--- Entries shown Enclosed Below ---

//! # Interpolation Engine
//!
//! Dead reckoning of each vehicle's displayed position between sparse real fixes.
//!
//! Real fixes update the speed and bearing estimates. A fix close to the
//! displayed position (or one arriving while the display is not moving) snaps
//! the display onto it; otherwise the display is left behind and pulled toward
//! the fix by subsequent ticks.
//!
//! Each tick moves the display by at most `max_step_m`. When a polyline exists
//! for the vehicle's color the step follows the route; if the display has
//! drifted too far from the route, or the route has run out, the step falls
//! back to a straight line along the bearing estimate.
//!
//! While catching up, every tick aims at the last real fix regardless of how
//! far away it is, so a display that ran ahead of a slowing vehicle is pulled
//! back instead of running further away.

use chrono::{DateTime, Utc};

use crate::config::InterpolationConfig;
use crate::geo_utils::{destination_point, haversine_distance, initial_bearing, kmh_to_mps};
use crate::geometry::RoutePolyline;
use crate::{GpsPoint, RouteColor, VehicleFix};

/// Minimum movement between fixes before the bearing estimate is refreshed.
const MIN_BEARING_DISTANCE_M: f64 = 1.0;

/// Catch-up ends once the display is this close to the last real fix.
const ARRIVAL_EPSILON_M: f64 = 0.5;

/// Where the displayed position sits on a route polyline.
#[derive(Debug, Clone, Copy, PartialEq)]
pub struct RouteAnchor {
    pub color: RouteColor,
    pub segment_index: usize,
    pub offset_m: f64,
}

/// What a tick did to one vehicle.
#[derive(Debug, Clone, Copy, PartialEq)]
pub enum TickOutcome {
    /// Last real fix is older than the staleness bound
    Frozen,
    /// Nothing to do (no fix yet, stopped, or already at the target)
    Idle,
    Moved { distance_m: f64, on_route: bool },
}

/// Per-vehicle interpolation state.
#[derive(Debug, Clone, Default, PartialEq)]
pub struct InterpolationState {
    /// Estimated ground speed, m/s
    pub speed_mps: f64,
    /// Estimated heading, degrees in `[0, 360)`
    pub bearing_deg: f64,
    /// `bearing_deg` comes from two real fixes rather than the default
    pub has_bearing: bool,
    pub last_fix: Option<GpsPoint>,
    pub last_real_fix_time: Option<DateTime<Utc>>,
    pub last_interpolation_time: Option<DateTime<Utc>>,
    pub anchor: Option<RouteAnchor>,
    /// A tick has moved the display since it was last snapped
    pub interpolating: bool,
    /// The display was left behind the last real fix and is closing the gap
    pub catching_up: bool,
}

fn seconds_between(from: DateTime<Utc>, to: DateTime<Utc>) -> f64 {
    (to - from).num_milliseconds() as f64 / 1000.0
}

fn clamp_speed(speed_mps: f64, max_mps: f64) -> f64 {
    if speed_mps.is_finite() {
        speed_mps.clamp(0.0, max_mps)
    } else {
        0.0
    }
}

impl InterpolationState {
    pub fn new() -> Self {
        Self::default()
    }

    pub fn segment_index(&self) -> Option<usize> {
        self.anchor.map(|a| a.segment_index)
    }

    /// Fold a real fix into the estimates and decide whether to snap `displayed`.
    pub fn on_real_fix(
        &mut self,
        displayed: &mut GpsPoint,
        fix: &VehicleFix,
        polyline: Option<&RoutePolyline>,
        config: &InterpolationConfig,
    ) {
        let max_speed = config.max_speed_mps();

        match (self.last_fix, self.last_real_fix_time) {
            (Some(prev), Some(prev_time)) => {
                let distance = haversine_distance(&prev, &fix.position);
                let elapsed = seconds_between(prev_time, fix.timestamp);
                if elapsed > 0.0 {
                    self.speed_mps = clamp_speed(distance / elapsed, max_speed);
                }
                if distance > MIN_BEARING_DISTANCE_M {
                    self.bearing_deg = initial_bearing(&prev, &fix.position);
                    self.has_bearing = true;
                }

                let gap = haversine_distance(displayed, &fix.position);
                let snap = gap <= config.snap_distance_m
                    || !self.interpolating
                    || self.speed_mps < config.stopped_speed_mps;
                if snap {
                    self.snap_to(displayed, fix);
                } else {
                    self.catching_up = true;
                }
            }
            _ => {
                self.speed_mps = clamp_speed(kmh_to_mps(fix.speed_kmh), max_speed);
                self.bearing_deg = 0.0;
                self.has_bearing = false;
                self.snap_to(displayed, fix);
            }
        }

        self.last_fix = Some(fix.position);
        self.last_real_fix_time = Some(fix.timestamp);
        self.anchor = polyline.and_then(|line| self.anchor_on(line, displayed, config));
    }

    fn snap_to(&mut self, displayed: &mut GpsPoint, fix: &VehicleFix) {
        *displayed = fix.position;
        self.interpolating = false;
        self.catching_up = false;
        self.last_interpolation_time = Some(fix.timestamp);
    }

    /// Advance `displayed` for the time elapsed since the previous tick.
    pub fn tick(
        &mut self,
        displayed: &mut GpsPoint,
        now: DateTime<Utc>,
        polyline: Option<&RoutePolyline>,
        config: &InterpolationConfig,
    ) -> TickOutcome {
        let (Some(last_fix), Some(last_time)) = (self.last_fix, self.last_real_fix_time) else {
            return TickOutcome::Idle;
        };

        let since = self.last_interpolation_time.unwrap_or(last_time);
        self.last_interpolation_time = Some(now);

        if seconds_between(last_time, now) > config.stale_after_secs {
            return TickOutcome::Frozen;
        }
        if self.speed_mps < config.stopped_speed_mps {
            return TickOutcome::Idle;
        }

        let dt = seconds_between(since, now).max(0.0);
        let speed = self.speed_mps.min(config.max_speed_mps());
        let mut step = (speed * dt).min(config.max_step_m);

        let gap = haversine_distance(displayed, &last_fix);
        if self.catching_up && gap < ARRIVAL_EPSILON_M {
            self.catching_up = false;
        }
        let chasing = self.catching_up;
        if chasing {
            if gap <= config.approach_distance_m {
                step = step.min(gap / 3.0);
            }
            step = step.min(gap);
        }
        if !(step > 0.0) {
            return TickOutcome::Idle;
        }

        let start = *displayed;
        let route_move = polyline
            .and_then(|line| self.route_step(line, &start, step, config))
            // a route step that widens the gap is running away from the fix
            .filter(|(point, _)| !chasing || haversine_distance(point, &last_fix) < gap);
        let on_route = match route_move {
            Some((point, anchor)) => {
                *displayed = point;
                self.anchor = Some(anchor);
                true
            }
            None => {
                let bearing = if chasing {
                    initial_bearing(&start, &last_fix)
                } else {
                    self.bearing_deg
                };
                *displayed = destination_point(&start, bearing, step);
                self.anchor = None;
                false
            }
        };

        self.interpolating = true;
        TickOutcome::Moved {
            distance_m: haversine_distance(&start, displayed),
            on_route,
        }
    }

    /// Route-constrained step, or `None` when the route cannot be followed.
    fn route_step(
        &self,
        line: &RoutePolyline,
        from: &GpsPoint,
        step: f64,
        config: &InterpolationConfig,
    ) -> Option<(GpsPoint, RouteAnchor)> {
        let anchor = match self.anchor {
            Some(a) if a.color == line.color && a.segment_index < line.segment_count() => a,
            _ => self.anchor_on(line, from, config)?,
        };

        let anchor_point = line.point_at(anchor.segment_index, anchor.offset_m);
        if haversine_distance(from, &anchor_point) > config.max_route_deviation_m {
            return None;
        }

        let next = line.advance(anchor.segment_index, anchor.offset_m, step);
        if next.segment_index == anchor.segment_index && next.offset_m <= anchor.offset_m {
            // end of the line
            return None;
        }

        // Walk toward the route target without exceeding the step, so a display
        // slightly off the line converges onto it.
        let gap = haversine_distance(from, &next.point);
        let point = if gap <= step {
            next.point
        } else {
            destination_point(from, initial_bearing(from, &next.point), step)
        };
        if haversine_distance(&point, &next.point) > config.max_route_deviation_m {
            return None;
        }

        Some((
            point,
            RouteAnchor {
                color: line.color,
                segment_index: next.segment_index,
                offset_m: next.offset_m,
            },
        ))
    }

    /// Anchor on the segment running the way the vehicle is heading.
    fn anchor_on(
        &self,
        line: &RoutePolyline,
        point: &GpsPoint,
        config: &InterpolationConfig,
    ) -> Option<RouteAnchor> {
        let heading = self.has_bearing.then_some(self.bearing_deg);
        line.project_heading(point, heading, config.max_route_deviation_m)
            .map(|pos| RouteAnchor {
                color: line.color,
                segment_index: pos.segment_index,
                offset_m: pos.offset_m,
            })
    }
}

--- End of Enclosed Entries shown ---

▸ What this task involves: Copy all lines of the records that have the string "onto" in them.

▸ Solution:
//! the display onto it; otherwise the display is left behind and pulled toward
        // slightly off the line converges onto it.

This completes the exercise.